Stephen Dubner and Steven Levitt wrote this Freakonomics column, which concludes, “if there is any law more powerful than the ones constructed in a place like Washington, it is the law of unintended consequences.” What I’m wondering is, what sort of law is this? Obviously it’s not a real “law” like the law of gravity or even one of those social-science laws like Gresham’s law or the statement that democracies usually don’t fight each other. But it’s supposed to be more than just a joke in the manner of Murphy’s law, right?
I’ve remarked previously that unintended consequences often were actually intended but Dubner and Levitt’s examples seem actually unintended. So these seem like real examples, but I don’t know what it takes for this to be a “law.” Surely there must be dozens of other examples of intended consequences that actually happened? Or unintended consequences which, although unfortunate, were minor compared to the intended consequences?
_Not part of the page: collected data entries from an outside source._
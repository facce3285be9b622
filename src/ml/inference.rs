//! モデル推論機能

use anyhow::{Context, Result};
use burn::{
    module::Module,
    record::{BinBytesRecorder, FullPrecisionSettings, Recorder},
    tensor::backend::Backend,
};
use std::path::Path;

use crate::dataset::{ImageBatch, ImageItem};
use crate::ml::TransferClassifier;
use crate::model::{load_model_with_metadata, InferenceConfig, ModelMetadata};

/// 推論エンジン
pub struct InferenceEngine<B: Backend> {
    model: TransferClassifier<B>,
    config: InferenceConfig,
    metadata: ModelMetadata,
    device: B::Device,
}

impl<B: Backend> InferenceEngine<B> {
    /// tar.gzモデルを読み込んで推論エンジンを初期化
    pub fn load<P: AsRef<Path>>(model_path: P, device: &B::Device) -> Result<Self> {
        let (metadata, model_binary) = load_model_with_metadata(model_path.as_ref())?;
        let config = InferenceConfig::from_metadata(&metadata)?;

        let record = BinBytesRecorder::<FullPrecisionSettings>::default()
            .load(model_binary, device)
            .map_err(|e| anyhow::anyhow!("モデル重みの読み込みエラー: {:?}", e))?;
        let model = config.model.init::<B>(device).load_record(record);

        Ok(Self {
            model,
            config,
            metadata,
            device: device.clone(),
        })
    }

    /// 単一画像を分類（クラス名と確率）
    pub fn classify_image<P: AsRef<Path>>(&self, image_path: P) -> Result<(String, f32)> {
        let mut results = self.classify_batch(&[image_path])?;
        results
            .pop()
            .context("推論結果が空です")
    }

    /// 複数画像をまとめて分類
    pub fn classify_batch(&self, image_paths: &[impl AsRef<Path>]) -> Result<Vec<(String, f32)>> {
        if image_paths.is_empty() {
            return Ok(Vec::new());
        }

        let items = image_paths
            .iter()
            .map(|path| ImageItem::load(path.as_ref(), 0, self.config.image_size))
            .collect::<Result<Vec<_>>>()?;
        let batch = ImageBatch {
            items,
            image_size: self.config.image_size,
        };
        let tensors = batch.to_tensors::<B>(self.config.num_classes(), &self.device);

        let (predicted, probabilities) = self.model.predict(tensors.images);
        let predicted: Vec<i64> = predicted.into_data().iter::<i64>().collect();
        let probabilities: Vec<f32> = probabilities.into_data().iter::<f32>().collect();
        let num_classes = self.config.num_classes();

        predicted
            .into_iter()
            .enumerate()
            .map(|(i, class_idx)| {
                let class_idx = class_idx as usize;
                let name = self
                    .config
                    .class_index_to_label(class_idx)
                    .ok_or_else(|| anyhow::anyhow!("クラスインデックス {} は範囲外です", class_idx))?;
                Ok((name.to_string(), probabilities[i * num_classes + class_idx]))
            })
            .collect()
    }

    /// 読み込んだモデル本体
    pub fn model(&self) -> &TransferClassifier<B> {
        &self.model
    }

    /// InferenceConfigへの参照を取得
    pub fn config(&self) -> &InferenceConfig {
        &self.config
    }

    pub fn metadata(&self) -> &ModelMetadata {
        &self.metadata
    }
}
The Freakanomics article was interesting; now I want to hear a statement of the law itself…
P.S. Interesting comments below. Also, Alex Tabarrok has further elaboration:
The law of unintended consequences is what happens when a simple system tries to regulate a complex system. The political system is simple, it operates with limited information (rational ignorance), short time horizons, low feedback, and poor and misaligned incentives. Society in contrast is a complex, evolving, high-feedback, incentive-driven system. When a simple system tries to regulate a complex system you often get unintended consequences.